Матушка Мария Федоровна едва ли толком понимала, что изобразил на холсте художник. Она только себя видела и собственным ликом упивалась. Но ведь Левитан‑то не глуп, умен и фанфарон Серега, а уж Савва Тимофеевич бывал и в лондонских, и в берлинских музеях, с первого взгляда определил: язвит мэтр Серов!
С холста, в неярком свете свечи, смотрело отнюдь не благодушное, христолюбивое лицо. Нет, с него прищурилась и самонадеянно поглядывала истинная купчиха, которая, скорее всего, даже позируя художнику, подсчитывала рубли — копейки. Савва Тимофеевич даже испугался: не произошло бы скандала! Кому охота свой душевный сор из дома выносить? Но в том и был великий замысел истинного художника: свою мысль яркой краской прикрыть… Чтобы она открывалась только посвященным.
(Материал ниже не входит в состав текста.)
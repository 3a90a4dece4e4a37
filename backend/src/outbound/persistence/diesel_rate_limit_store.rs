//! PostgreSQL-backed `RateLimitStore` using a single atomic upsert.
//!
//! The statement inserts a fresh counter, restarts an elapsed one, or
//! increments a live one below its limit. When the limit is reached the
//! `WHERE` clause suppresses the update, no row is returned, and the attempt
//! is denied without touching the stored count.

use async_trait::async_trait;
use chrono::{DateTime, Duration, Utc};
use diesel::sql_query;
use diesel::sql_types::{Integer, Text, Timestamptz};
use diesel_async::RunQueryDsl;
use tracing::trace;

use crate::domain::ports::{RateLimitStore, RateLimitStoreError};

use super::diesel_basic_error_mapping::{map_basic_diesel_error, map_basic_pool_error};
use super::models::ConsumedCounterRow;
use super::pool::{DbPool, PoolError};

const CONSUME_SQL: &str = r#"
INSERT INTO rate_limit_counters AS c (key, count, reset_at)
VALUES ($1, 1, $3)
ON CONFLICT (key)
DO UPDATE SET
    count = CASE WHEN c.reset_at <= $2 THEN 1 ELSE c.count + 1 END,
    reset_at = CASE WHEN c.reset_at <= $2 THEN EXCLUDED.reset_at ELSE c.reset_at END
WHERE c.reset_at <= $2 OR c.count < $4
RETURNING count
"#;

/// Diesel-backed implementation of the `RateLimitStore` port.
#[derive(Clone)]
pub struct DieselRateLimitStore {
    pool: DbPool,
}

impl DieselRateLimitStore {
    /// Create a new store with the given connection pool.
    pub fn new(pool: DbPool) -> Self {
        Self { pool }
    }
}

fn map_pool_error(error: PoolError) -> RateLimitStoreError {
    map_basic_pool_error(error, RateLimitStoreError::connection)
}

fn map_diesel_error(error: diesel::result::Error) -> RateLimitStoreError {
    map_basic_diesel_error(
        error,
        RateLimitStoreError::query,
        RateLimitStoreError::connection,
    )
}

#[async_trait]
impl RateLimitStore for DieselRateLimitStore {
    async fn consume(
        &self,
        key: &str,
        limit: u32,
        window_seconds: u32,
        now: DateTime<Utc>,
    ) -> Result<bool, RateLimitStoreError> {
        let reset_at = now + Duration::seconds(i64::from(window_seconds));
        let limit = i32::try_from(limit).unwrap_or(i32::MAX);
        let mut conn = self.pool.get().await.map_err(map_pool_error)?;
        let rows: Vec<ConsumedCounterRow> = sql_query(CONSUME_SQL)
            .bind::<Text, _>(key)
            .bind::<Timestamptz, _>(now)
            .bind::<Timestamptz, _>(reset_at)
            .bind::<Integer, _>(limit)
            .load(&mut conn)
            .await
            .map_err(map_diesel_error)?;
        let admitted = rows.into_iter().next();
        trace!(
            count = admitted.as_ref().map(|row| row.count),
            "rate limit counter consumed"
        );
        Ok(admitted.is_some())
    }
}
Матушка Мария Федоровна плакала. То были слезы умиления. Разве не была ее жизнь сплошным Христовым подвигом?..
— Господа хорошие. — наконец опомнилась она. — Пройдите в столовую. Я тут пока посижу.
Серов с довольным видом поклонился, Левитан кивнул, Серега к материнской ручке припал, и даже Савва Тимофеевич услужливо поддакнул:
— Да-да, матушка, отдохните. Мы с Сережей похозяйствуем. И выпьем за ваше дражайшее здоровье.
— Выпейте, сынки, выпейте. Да художников‑то благодарно угостите. Экой день!
На этот раз она даже Исаака Левитана в художники возвела. Какое ей было дело, что этот «задворный» Исаак ни малейшего отношения к портрету не имеет? Правда, он гасил гнев Серова, когда знаменитая купчиха учила художника, какими красками ее рисовать. Художник, конечно, досконально знал иконопись, в том числе и старообрядческую, но не Параскеву же Пятницу он изображал. Так что тоже правда была: Исаак Левитан своими церквушками из поволжских этюдов неизменно смирял ее купеческую гневливость. Гнев — на милость. Щедрую денежку — на душевное спасибочко. Еще раньше матушка поставила условие: сынки чтоб ни-ни, ничего не платили! Она сама расплатится, чай, не нищая.